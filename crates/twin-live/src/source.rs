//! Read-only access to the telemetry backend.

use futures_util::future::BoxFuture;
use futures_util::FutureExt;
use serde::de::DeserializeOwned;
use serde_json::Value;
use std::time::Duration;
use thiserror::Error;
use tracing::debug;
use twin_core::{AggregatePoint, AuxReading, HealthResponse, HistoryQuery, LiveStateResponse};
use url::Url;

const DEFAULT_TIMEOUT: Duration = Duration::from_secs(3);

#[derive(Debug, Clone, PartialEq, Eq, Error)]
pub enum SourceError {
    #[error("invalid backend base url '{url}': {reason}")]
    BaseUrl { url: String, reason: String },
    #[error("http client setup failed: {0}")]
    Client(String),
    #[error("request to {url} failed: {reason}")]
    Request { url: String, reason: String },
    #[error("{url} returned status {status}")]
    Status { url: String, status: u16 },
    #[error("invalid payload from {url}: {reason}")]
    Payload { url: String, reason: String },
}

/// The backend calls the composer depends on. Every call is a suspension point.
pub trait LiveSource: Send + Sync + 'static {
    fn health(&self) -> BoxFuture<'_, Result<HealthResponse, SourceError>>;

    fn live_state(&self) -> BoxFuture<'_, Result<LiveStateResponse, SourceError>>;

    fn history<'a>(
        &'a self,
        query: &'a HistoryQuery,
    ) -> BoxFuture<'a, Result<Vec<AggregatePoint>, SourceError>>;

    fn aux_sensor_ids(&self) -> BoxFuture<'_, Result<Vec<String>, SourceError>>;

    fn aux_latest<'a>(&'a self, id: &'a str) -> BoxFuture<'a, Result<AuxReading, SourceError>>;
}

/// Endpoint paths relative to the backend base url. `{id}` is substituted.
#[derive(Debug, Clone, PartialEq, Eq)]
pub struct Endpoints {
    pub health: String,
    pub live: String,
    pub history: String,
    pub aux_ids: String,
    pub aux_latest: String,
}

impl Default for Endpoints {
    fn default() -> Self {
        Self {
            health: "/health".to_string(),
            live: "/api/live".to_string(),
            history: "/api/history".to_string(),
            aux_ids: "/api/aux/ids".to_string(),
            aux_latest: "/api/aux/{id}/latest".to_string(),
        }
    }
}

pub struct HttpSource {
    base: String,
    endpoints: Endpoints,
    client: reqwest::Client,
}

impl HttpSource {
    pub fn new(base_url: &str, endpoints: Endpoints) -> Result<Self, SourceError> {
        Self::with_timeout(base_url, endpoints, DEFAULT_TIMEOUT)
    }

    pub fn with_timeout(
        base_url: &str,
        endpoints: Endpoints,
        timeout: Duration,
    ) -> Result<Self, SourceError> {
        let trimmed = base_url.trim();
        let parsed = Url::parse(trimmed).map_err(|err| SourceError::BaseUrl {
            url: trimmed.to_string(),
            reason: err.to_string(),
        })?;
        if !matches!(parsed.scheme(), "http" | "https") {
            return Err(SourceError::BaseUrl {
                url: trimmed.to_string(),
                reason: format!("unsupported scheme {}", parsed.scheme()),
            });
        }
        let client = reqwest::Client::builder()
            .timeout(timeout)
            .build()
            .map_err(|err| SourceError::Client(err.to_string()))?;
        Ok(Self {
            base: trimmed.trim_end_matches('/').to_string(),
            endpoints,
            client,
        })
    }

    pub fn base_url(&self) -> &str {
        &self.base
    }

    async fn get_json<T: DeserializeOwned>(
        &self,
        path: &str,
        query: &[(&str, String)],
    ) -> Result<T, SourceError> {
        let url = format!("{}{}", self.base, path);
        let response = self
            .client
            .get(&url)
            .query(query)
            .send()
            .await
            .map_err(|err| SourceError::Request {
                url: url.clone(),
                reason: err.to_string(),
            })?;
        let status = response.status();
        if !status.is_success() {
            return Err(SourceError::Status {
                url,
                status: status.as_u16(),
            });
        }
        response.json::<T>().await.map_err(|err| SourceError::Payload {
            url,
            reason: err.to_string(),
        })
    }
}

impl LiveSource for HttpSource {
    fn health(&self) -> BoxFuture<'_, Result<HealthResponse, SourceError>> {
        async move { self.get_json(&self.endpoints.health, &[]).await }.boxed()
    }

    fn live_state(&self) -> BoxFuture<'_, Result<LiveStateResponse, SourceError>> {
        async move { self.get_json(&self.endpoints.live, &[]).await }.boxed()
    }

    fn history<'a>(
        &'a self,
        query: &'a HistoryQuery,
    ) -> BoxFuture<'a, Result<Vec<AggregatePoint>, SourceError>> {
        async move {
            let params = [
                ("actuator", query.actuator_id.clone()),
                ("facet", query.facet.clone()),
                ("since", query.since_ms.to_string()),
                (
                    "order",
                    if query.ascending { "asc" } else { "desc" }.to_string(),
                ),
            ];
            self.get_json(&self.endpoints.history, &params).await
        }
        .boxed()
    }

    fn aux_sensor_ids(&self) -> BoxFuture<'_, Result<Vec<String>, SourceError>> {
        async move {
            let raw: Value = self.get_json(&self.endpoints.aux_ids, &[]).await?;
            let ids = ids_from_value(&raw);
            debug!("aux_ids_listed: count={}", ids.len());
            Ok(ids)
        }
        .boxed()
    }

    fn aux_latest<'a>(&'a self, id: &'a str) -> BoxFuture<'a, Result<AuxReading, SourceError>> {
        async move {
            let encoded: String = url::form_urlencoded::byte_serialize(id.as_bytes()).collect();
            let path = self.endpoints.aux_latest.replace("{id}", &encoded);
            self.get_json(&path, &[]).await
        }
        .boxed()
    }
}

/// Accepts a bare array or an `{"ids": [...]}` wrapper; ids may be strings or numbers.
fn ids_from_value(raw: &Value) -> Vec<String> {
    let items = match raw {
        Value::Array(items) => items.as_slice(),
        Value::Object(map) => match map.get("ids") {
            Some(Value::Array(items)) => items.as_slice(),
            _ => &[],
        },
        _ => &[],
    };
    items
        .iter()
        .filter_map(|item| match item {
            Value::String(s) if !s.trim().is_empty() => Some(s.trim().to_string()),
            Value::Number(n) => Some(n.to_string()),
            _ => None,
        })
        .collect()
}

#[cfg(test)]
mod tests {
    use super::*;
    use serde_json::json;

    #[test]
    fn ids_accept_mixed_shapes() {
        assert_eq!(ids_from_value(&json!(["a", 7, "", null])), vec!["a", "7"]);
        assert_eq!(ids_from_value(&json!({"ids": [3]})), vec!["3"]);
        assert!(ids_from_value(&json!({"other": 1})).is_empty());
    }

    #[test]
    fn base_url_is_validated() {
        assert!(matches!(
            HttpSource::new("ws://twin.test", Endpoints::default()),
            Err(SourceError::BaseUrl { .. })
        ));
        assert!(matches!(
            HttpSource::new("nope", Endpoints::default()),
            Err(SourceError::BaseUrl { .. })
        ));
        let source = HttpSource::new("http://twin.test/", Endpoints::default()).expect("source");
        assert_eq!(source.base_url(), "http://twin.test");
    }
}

Activity: For this task, print the records again exactly as they appear.

The completed task:
filename crates/twin-live/src/source.rs
//! Read-only access to the telemetry backend.

use futures_util::future::BoxFuture;
use futures_util::FutureExt;
use serde::de::DeserializeOwned;
use serde_json::Value;
use std::time::Duration;
use thiserror::Error;
use tracing::debug;
use twin_core::{AggregatePoint, AuxReading, HealthResponse, HistoryQuery, LiveStateResponse};
use url::Url;

const DEFAULT_TIMEOUT: Duration = Duration::from_secs(3);

#[derive(Debug, Clone, PartialEq, Eq, Error)]
pub enum SourceError {
    #[error("invalid backend base url '{url}': {reason}")]
    BaseUrl { url: String, reason: String },
    #[error("http client setup failed: {0}")]
    Client(String),
    #[error("request to {url} failed: {reason}")]
    Request { url: String, reason: String },
    #[error("{url} returned status {status}")]
    Status { url: String, status: u16 },
    #[error("invalid payload from {url}: {reason}")]
    Payload { url: String, reason: String },
}

/// The backend calls the composer depends on. Every call is a suspension point.
pub trait LiveSource: Send + Sync + 'static {
    fn health(&self) -> BoxFuture<'_, Result<HealthResponse, SourceError>>;

    fn live_state(&self) -> BoxFuture<'_, Result<LiveStateResponse, SourceError>>;

    fn history<'a>(
        &'a self,
        query: &'a HistoryQuery,
    ) -> BoxFuture<'a, Result<Vec<AggregatePoint>, SourceError>>;

    fn aux_sensor_ids(&self) -> BoxFuture<'_, Result<Vec<String>, SourceError>>;

    fn aux_latest<'a>(&'a self, id: &'a str) -> BoxFuture<'a, Result<AuxReading, SourceError>>;
}

/// Endpoint paths relative to the backend base url. `{id}` is substituted.
#[derive(Debug, Clone, PartialEq, Eq)]
pub struct Endpoints {
    pub health: String,
    pub live: String,
    pub history: String,
    pub aux_ids: String,
    pub aux_latest: String,
}

impl Default for Endpoints {
    fn default() -> Self {
        Self {
            health: "/health".to_string(),
            live: "/api/live".to_string(),
            history: "/api/history".to_string(),
            aux_ids: "/api/aux/ids".to_string(),
            aux_latest: "/api/aux/{id}/latest".to_string(),
        }
    }
}

pub struct HttpSource {
    base: String,
    endpoints: Endpoints,
    client: reqwest::Client,
}

impl HttpSource {
    pub fn new(base_url: &str, endpoints: Endpoints) -> Result<Self, SourceError> {
        Self::with_timeout(base_url, endpoints, DEFAULT_TIMEOUT)
    }

    pub fn with_timeout(
        base_url: &str,
        endpoints: Endpoints,
        timeout: Duration,
    ) -> Result<Self, SourceError> {
        let trimmed = base_url.trim();
        let parsed = Url::parse(trimmed).map_err(|err| SourceError::BaseUrl {
            url: trimmed.to_string(),
            reason: err.to_string(),
        })?;
        if !matches!(parsed.scheme(), "http" | "https") {
            return Err(SourceError::BaseUrl {
                url: trimmed.to_string(),
                reason: format!("unsupported scheme {}", parsed.scheme()),
            });
        }
        let client = reqwest::Client::builder()
            .timeout(timeout)
            .build()
            .map_err(|err| SourceError::Client(err.to_string()))?;
        Ok(Self {
            base: trimmed.trim_end_matches('/').to_string(),
            endpoints,
            client,
        })
    }

    pub fn base_url(&self) -> &str {
        &self.base
    }

    async fn get_json<T: DeserializeOwned>(
        &self,
        path: &str,
        query: &[(&str, String)],
    ) -> Result<T, SourceError> {
        let url = format!("{}{}", self.base, path);
        let response = self
            .client
            .get(&url)
            .query(query)
            .send()
            .await
            .map_err(|err| SourceError::Request {
                url: url.clone(),
                reason: err.to_string(),
            })?;
        let status = response.status();
        if !status.is_success() {
            return Err(SourceError::Status {
                url,
                status: status.as_u16(),
            });
        }
        response.json::<T>().await.map_err(|err| SourceError::Payload {
            url,
            reason: err.to_string(),
        })
    }
}

impl LiveSource for HttpSource {
    fn health(&self) -> BoxFuture<'_, Result<HealthResponse, SourceError>> {
        async move { self.get_json(&self.endpoints.health, &[]).await }.boxed()
    }

    fn live_state(&self) -> BoxFuture<'_, Result<LiveStateResponse, SourceError>> {
        async move { self.get_json(&self.endpoints.live, &[]).await }.boxed()
    }

    fn history<'a>(
        &'a self,
        query: &'a HistoryQuery,
    ) -> BoxFuture<'a, Result<Vec<AggregatePoint>, SourceError>> {
        async move {
            let params = [
                ("actuator", query.actuator_id.clone()),
                ("facet", query.facet.clone()),
                ("since", query.since_ms.to_string()),
                (
                    "order",
                    if query.ascending { "asc" } else { "desc" }.to_string(),
                ),
            ];
            self.get_json(&self.endpoints.history, &params).await
        }
        .boxed()
    }

    fn aux_sensor_ids(&self) -> BoxFuture<'_, Result<Vec<String>, SourceError>> {
        async move {
            let raw: Value = self.get_json(&self.endpoints.aux_ids, &[]).await?;
            let ids = ids_from_value(&raw);
            debug!("aux_ids_listed: count={}", ids.len());
            Ok(ids)
        }
        .boxed()
    }

    fn aux_latest<'a>(&'a self, id: &'a str) -> BoxFuture<'a, Result<AuxReading, SourceError>> {
        async move {
            let encoded: String = url::form_urlencoded::byte_serialize(id.as_bytes()).collect();
            let path = self.endpoints.aux_latest.replace("{id}", &encoded);
            self.get_json(&path, &[]).await
        }
        .boxed()
    }
}

/// Accepts a bare array or an `{"ids": [...]}` wrapper; ids may be strings or numbers.
fn ids_from_value(raw: &Value) -> Vec<String> {
    let items = match raw {
        Value::Array(items) => items.as_slice(),
        Value::Object(map) => match map.get("ids") {
            Some(Value::Array(items)) => items.as_slice(),
            _ => &[],
        },
        _ => &[],
    };
    items
        .iter()
        .filter_map(|item| match item {
            Value::String(s) if !s.trim().is_empty() => Some(s.trim().to_string()),
            Value::Number(n) => Some(n.to_string()),
            _ => None,
        })
        .collect()
}

#[cfg(test)]
mod tests {
    use super::*;
    use serde_json::json;

    #[test]
    fn ids_accept_mixed_shapes() {
        assert_eq!(ids_from_value(&json!(["a", 7, "", null])), vec!["a", "7"]);
        assert_eq!(ids_from_value(&json!({"ids": [3]})), vec!["3"]);
        assert!(ids_from_value(&json!({"other": 1})).is_empty());
    }

    #[test]
    fn base_url_is_validated() {
        assert!(matches!(
            HttpSource::new("ws://twin.test", Endpoints::default()),
            Err(SourceError::BaseUrl { .. })
        ));
        assert!(matches!(
            HttpSource::new("nope", Endpoints::default()),
            Err(SourceError::BaseUrl { .. })
        ));
        let source = HttpSource::new("http://twin.test/", Endpoints::default()).expect("source");
        assert_eq!(source.base_url(), "http://twin.test");
    }
}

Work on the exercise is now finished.